3 – Even if their is actually an explanation for the magic, you’re going to have to expend much of the reader’s faith in you in order to get them to believe that, unless you actually include a hint at the explanation. This is where foreshadowing and its relatives (subtle worldbuilding, for instance) come into play.
4 – The interconnection can be incomprehensible or beyond-man’s-ability-to-comprehend as long as it is so intentionally, in a way consistent with the rest of the world, and so long as this connection, along with the rest of the magic, fulfils the second criterion.
5 – Hopefully I’ll get around to analyzing this someday.
6 – If you do, the magic isn’t yet coherent with itself or the world or the characters.
7 – These two sources are a good start: [Brandon Sanderson’s First Law of Magic] [Storycraft: 3 Types of Magic Systems – David Stewart]
8 – Which are, I think, fundamentally correct, though not always the rules that should be applied to a given story. They fail somewhat in addressing what I term ‘theological’ soft magic, at least if interpreted by the letter rather than the idea.
9 – For the hand of the true king to bring healing is a reflection of the king’s role, in much of Western thought, as the father of his people- the one who heals the country’s wounds and guides it on its way. It can also be seen as a reflection of Romans 13:1-7, in the punishing of evil (in the wound) and the rewarding of good (healing the faithful).
10 – What could perhaps be termed ‘the timbre of faery’, in reference to On Faery Stories, an essay I will probably cite in over 50% of my blog posts. Consider also, ‘The Smith of Wootton Major’ available here on PDF (Free!) or here in print.

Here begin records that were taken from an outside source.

use crate::widgets::{WidgetPath, Widgets};
use imgui::{Drag, TreeNodeFlags, TreeNodeToken, Ui};

/// [`Widgets`] drawn with imgui-rs.
pub struct ImguiWidgets<'ui> {
    ui: &'ui Ui,
    open_nodes: Vec<TreeNodeToken<'ui>>,
}

impl<'ui> ImguiWidgets<'ui> {
    pub fn new(ui: &'ui Ui) -> Self {
        Self {
            ui,
            open_nodes: Vec::new(),
        }
    }

    pub fn ui(&self) -> &'ui Ui {
        self.ui
    }
}

fn hidden(id: &WidgetPath) -> String {
    format!("##{id}")
}

impl Widgets for ImguiWidgets<'_> {
    fn columns(&mut self, count: usize, id: &str) {
        self.ui.columns(count as i32, id, true);
    }

    fn next_column(&mut self) {
        self.ui.next_column();
    }

    fn same_line(&mut self) {
        self.ui.same_line();
    }

    fn text(&mut self, text: &str) {
        self.ui.text(text);
    }

    fn text_disabled(&mut self, text: &str) {
        self.ui.text_disabled(text);
    }

    fn tooltip_on_hover(&mut self, text: &str) {
        if self.ui.is_item_hovered() {
            self.ui.tooltip_text(text);
        }
    }

    fn button(&mut self, label: &str, id: &WidgetPath, enabled: bool) -> bool {
        let _disabled = self.ui.begin_disabled(!enabled);
        self.ui.button(format!("{label}##{id}"))
    }

    fn checkbox(&mut self, id: &WidgetPath, value: &mut bool) -> bool {
        self.ui.checkbox(hidden(id), value)
    }

    fn drag_float(&mut self, id: &WidgetPath, value: &mut f32) -> bool {
        Drag::new(hidden(id)).build(self.ui, value)
    }

    fn drag_i32(&mut self, id: &WidgetPath, value: &mut i32) -> bool {
        Drag::new(hidden(id)).build(self.ui, value)
    }

    fn drag_u32(&mut self, id: &WidgetPath, value: &mut u32) -> bool {
        Drag::new(hidden(id)).build(self.ui, value)
    }

    fn drag_u16(&mut self, id: &WidgetPath, value: &mut u16) -> bool {
        Drag::new(hidden(id)).build(self.ui, value)
    }

    fn drag_u64(&mut self, id: &WidgetPath, value: &mut u64) -> bool {
        Drag::new(hidden(id)).build(self.ui, value)
    }

    fn input_text(&mut self, id: &WidgetPath, value: &mut String) -> bool {
        self.ui.input_text(hidden(id), value).build()
    }

    fn input_floats(&mut self, id: &WidgetPath, value: &mut [f32]) -> bool {
        let label = hidden(id);
        match value.len() {
            2 => {
                let mut v = [0.0; 2];
                v.copy_from_slice(value);
                let changed = self.ui.input_float2(label, &mut v).build();
                value.copy_from_slice(&v);
                changed
            }
            3 => {
                let mut v = [0.0; 3];
                v.copy_from_slice(value);
                let changed = self.ui.input_float3(label, &mut v).build();
                value.copy_from_slice(&v);
                changed
            }
            4 => {
                let mut v = [0.0; 4];
                v.copy_from_slice(value);
                let changed = self.ui.input_float4(label, &mut v).build();
                value.copy_from_slice(&v);
                changed
            }
            _ => {
                self.ui.text(format!("{value:?}"));
                false
            }
        }
    }

    fn combo(&mut self, id: &WidgetPath, current: &str, options: &[String]) -> Option<usize> {
        let mut selected = None;
        if let Some(_combo) = self.ui.begin_combo(hidden(id), current) {
            for (i, option) in options.iter().enumerate() {
                let is_current = option == current;
                if self
                    .ui
                    .selectable_config(option)
                    .selected(is_current)
                    .build()
                    && !is_current
                {
                    selected = Some(i);
                }
            }
        }
        selected
    }

    fn tree_node(&mut self, label: &str, id: &WidgetPath, default_open: bool) -> bool {
        let flags = if default_open {
            TreeNodeFlags::DEFAULT_OPEN
        } else {
            TreeNodeFlags::empty()
        };
        match self
            .ui
            .tree_node_config(format!("{label}##{id}"))
            .flags(flags)
            .push()
        {
            Some(token) => {
                self.open_nodes.push(token);
                true
            }
            None => false,
        }
    }

    fn tree_pop(&mut self) {
        if let Some(token) = self.open_nodes.pop() {
            token.pop();
        }
    }
}
use crate::{
    render::TypeTreeRender,
    value::Value,
    widgets::{WidgetPath, Widgets},
};
use std::rc::Rc;

/// Edits one parsed asset through the tree renderer.
pub struct GenericEditor {
    name: String,
    root: Value,
    root_type: String,
    tree_render: Rc<TypeTreeRender>,
    has_modifications: bool,
}

impl GenericEditor {
    pub fn new(
        name: impl Into<String>,
        root: Value,
        root_type: impl Into<String>,
        tree_render: Rc<TypeTreeRender>,
    ) -> Self {
        Self {
            name: name.into(),
            root,
            root_type: root_type.into(),
            tree_render,
            has_modifications: false,
        }
    }

    pub fn name(&self) -> &str {
        &self.name
    }

    pub fn value(&self) -> &Value {
        &self.root
    }

    pub fn is_modified(&self) -> bool {
        self.has_modifications
    }

    /// Draws the asset for this frame, returning whether it was edited.
    pub fn draw(&mut self, ui: &mut dyn Widgets) -> bool {
        ui.columns(2, "asset details");
        let changed = self.tree_render.render_value_of_type(
            ui,
            &mut self.root,
            &self.root_type,
            &WidgetPath::root(self.name.as_str()),
        );
        if changed {
            self.has_modifications = true;
        }
        ui.columns(1, "asset details");
        changed
    }

    /// Hands the edited value to `save`; the editor counts as unmodified
    /// only if that succeeds.
    pub fn save_modifications<E>(
        &mut self,
        save: impl FnOnce(&Value) -> Result<(), E>,
    ) -> Result<(), E> {
        save(&self.root)?;
        self.has_modifications = false;
        tracing::info!(asset = %self.name, "saved modifications");
        Ok(())
    }
}
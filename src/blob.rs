use crate::{
    error::CodecError,
    render::TypeTreeRender,
    specific::SpecificTypeRender,
    value::Value,
    widgets::{WidgetPath, Widgets},
};
use std::{cell::RefCell, collections::HashMap};

/// Converts between an embedded blob and the value tree it holds.
pub trait BlobCodec {
    fn root_type(&self) -> &str;
    fn decode(&self, bytes: &[u8]) -> Result<Value, CodecError>;
    fn encode(&self, value: &Value) -> Result<Vec<u8>, CodecError>;
}

struct CacheEntry {
    source: Vec<u8>,
    decoded: Value,
    last_used: u64,
}

/// Decoded blobs keyed by widget path. An entry is reused only while the
/// bytes at its path are the ones it was decoded from.
pub struct BlobCache {
    entries: HashMap<WidgetPath, CacheEntry>,
    frame: u64,
    max_idle_frames: u64,
}

impl BlobCache {
    pub fn new(max_idle_frames: u64) -> Self {
        Self {
            entries: HashMap::new(),
            frame: 0,
            max_idle_frames,
        }
    }

    pub fn len(&self) -> usize {
        self.entries.len()
    }

    pub fn is_empty(&self) -> bool {
        self.entries.is_empty()
    }

    pub fn get_or_decode(
        &mut self,
        path: &WidgetPath,
        bytes: &[u8],
        decode: impl FnOnce(&[u8]) -> Result<Value, CodecError>,
    ) -> Result<&Value, CodecError> {
        let frame = self.frame;
        let fresh = self
            .entries
            .get(path)
            .is_some_and(|entry| entry.source == bytes);

        if !fresh {
            tracing::debug!(path = %path, len = bytes.len(), "decoding embedded value");
            let decoded = decode(bytes)?;
            self.store(path, bytes.to_vec(), decoded);
        }

        let entry = self
            .entries
            .get_mut(path)
            .ok_or_else(|| CodecError::Decode(format!("no cache entry for {path}")))?;
        entry.last_used = frame;
        Ok(&entry.decoded)
    }

    pub fn store(&mut self, path: &WidgetPath, source: Vec<u8>, decoded: Value) {
        self.entries.insert(
            path.clone(),
            CacheEntry {
                source,
                decoded,
                last_used: self.frame,
            },
        );
    }

    pub fn invalidate(&mut self, path: &WidgetPath) {
        self.entries.remove(path);
    }

    /// Returns how many idle entries were evicted.
    pub fn end_frame(&mut self) -> usize {
        let before = self.entries.len();
        let frame = self.frame;
        let max_idle = self.max_idle_frames;
        self.entries
            .retain(|_, entry| frame - entry.last_used < max_idle);
        self.frame += 1;
        before - self.entries.len()
    }
}

impl Default for BlobCache {
    fn default() -> Self {
        Self::new(600)
    }
}

pub struct EmbeddedBlobRender<C> {
    codec: C,
    cache: RefCell<BlobCache>,
}

impl<C: BlobCodec> EmbeddedBlobRender<C> {
    pub fn new(codec: C) -> Self {
        Self::with_cache(codec, BlobCache::default())
    }

    pub fn with_cache(codec: C, cache: BlobCache) -> Self {
        Self {
            codec,
            cache: RefCell::new(cache),
        }
    }

    pub fn cached_entries(&self) -> usize {
        self.cache.borrow().len()
    }
}

impl<C: BlobCodec> SpecificTypeRender for EmbeddedBlobRender<C> {
    fn uses_one_column(&self, _type_name: &str) -> bool {
        false
    }

    fn create_default(&self, _type_name: &str) -> Value {
        Value::Bytes(Vec::new())
    }

    fn render_value(
        &self,
        tree: &TypeTreeRender,
        ui: &mut dyn Widgets,
        value: &mut Value,
        _type_name: &str,
        path: &WidgetPath,
    ) -> bool {
        let Value::Bytes(bytes) = value else {
            ui.text(&format!("Expected embedded bytes, found {}", value.kind_name()));
            return false;
        };

        // Cloned out so nested blobs can use the cache while this one renders.
        let decoded = self
            .cache
            .borrow_mut()
            .get_or_decode(path, bytes.as_slice(), |b| self.codec.decode(b))
            .cloned();
        let mut decoded = match decoded {
            Ok(decoded) => decoded,
            Err(e) => {
                ui.text(&e.to_string());
                return false;
            }
        };

        let changed =
            tree.render_value_of_type(ui, &mut decoded, self.codec.root_type(), &path.deref());
        if !changed {
            return false;
        }

        match self.codec.encode(&decoded) {
            Ok(encoded) => {
                self.cache
                    .borrow_mut()
                    .store(path, encoded.clone(), decoded);
                *bytes = encoded;
                true
            }
            Err(e) => {
                tracing::warn!(path = %path, "{e}");
                ui.text(&e.to_string());
                false
            }
        }
    }

    fn end_frame(&self) {
        let evicted = self.cache.borrow_mut().end_frame();
        if evicted > 0 {
            tracing::debug!(evicted, "dropped idle embedded values");
        }
    }
}
use crate::error::MemoryError;

/// A source of game memory: a live process or a dump of one.
pub trait MemoryBackend {
    fn name(&self) -> &str;
    fn is_connected(&self) -> bool;
    fn read_bytes(&self, address: u32, length: usize) -> Result<Vec<u8>, MemoryError>;

    /// Reads a pointer at `address`, adds the first offset, reads the pointer
    /// there, and so on; returns the final address.
    fn follow_pointers(&self, address: u32, offsets: &[u32]) -> Result<u32, MemoryError>;
}

#[derive(Default)]
pub struct NullBackend;

impl MemoryBackend for NullBackend {
    fn name(&self) -> &str {
        "Nothing"
    }

    fn is_connected(&self) -> bool {
        false
    }

    fn read_bytes(&self, _address: u32, _length: usize) -> Result<Vec<u8>, MemoryError> {
        Err(MemoryError::Unavailable)
    }

    fn follow_pointers(&self, _address: u32, _offsets: &[u32]) -> Result<u32, MemoryError> {
        Err(MemoryError::Unavailable)
    }
}

/// A MEM1 dump loaded from disk.
pub struct BytesBackend {
    data: Vec<u8>,
}

impl BytesBackend {
    pub const MEM1_START: u32 = 0x8000_0000;
    pub const MEM1_SIZE: u32 = 0x0180_0000;

    pub fn new(data: Vec<u8>) -> Self {
        Self { data }
    }

    pub fn open(path: impl AsRef<std::path::Path>) -> Result<Self, MemoryError> {
        Ok(Self::new(std::fs::read(path)?))
    }

    fn check_valid_address(address: u32) -> Result<(), MemoryError> {
        if (Self::MEM1_START..Self::MEM1_START + Self::MEM1_SIZE).contains(&address) {
            Ok(())
        } else {
            Err(MemoryError::InvalidAddress(u64::from(address)))
        }
    }
}

impl MemoryBackend for BytesBackend {
    fn name(&self) -> &str {
        "File"
    }

    fn is_connected(&self) -> bool {
        true
    }

    fn read_bytes(&self, address: u32, length: usize) -> Result<Vec<u8>, MemoryError> {
        Self::check_valid_address(address)?;
        let start = (address - Self::MEM1_START) as usize;
        let end = (start + length).min(self.data.len());
        Ok(self.data.get(start..end).unwrap_or_default().to_vec())
    }

    fn follow_pointers(&self, address: u32, offsets: &[u32]) -> Result<u32, MemoryError> {
        let mut current = address;
        for offset in offsets {
            let bytes = self.read_bytes(current, 4)?;
            let pointer: [u8; 4] = bytes
                .as_slice()
                .try_into()
                .map_err(|_| MemoryError::InvalidAddress(u64::from(current)))?;
            current = u32::from_be_bytes(pointer);
            Self::check_valid_address(current)?;
            current = current.wrapping_add(*offset);
        }
        Ok(current)
    }
}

11 – I’m thinking here of Vivaldi, not Liszt, Chopin, or one of the other (immensely skilled) lovers of pleasant dissonance. Also, please ignore polyphony, for the purposes of the illustration. Or don’t; maybe the thought will bring you somewhere interesting.
12 – As you may have noticed. In all honestly, I hesitated to separate them, ultimately deciding that the emphases were large enough to merit it. Coherence is about logic; fittingness is about intuition. Do one well enough and the other follows, so long as your application is wholistic. The dichotomy can also be though of in terms of hard v soft magic. Hard magic emphasizes and is built upon coherence (with a dash of fittingness) while soft magic (at least in my conception) emphasizes and is built out of fittingness (with a necessary undergirding and superstructure of coherence).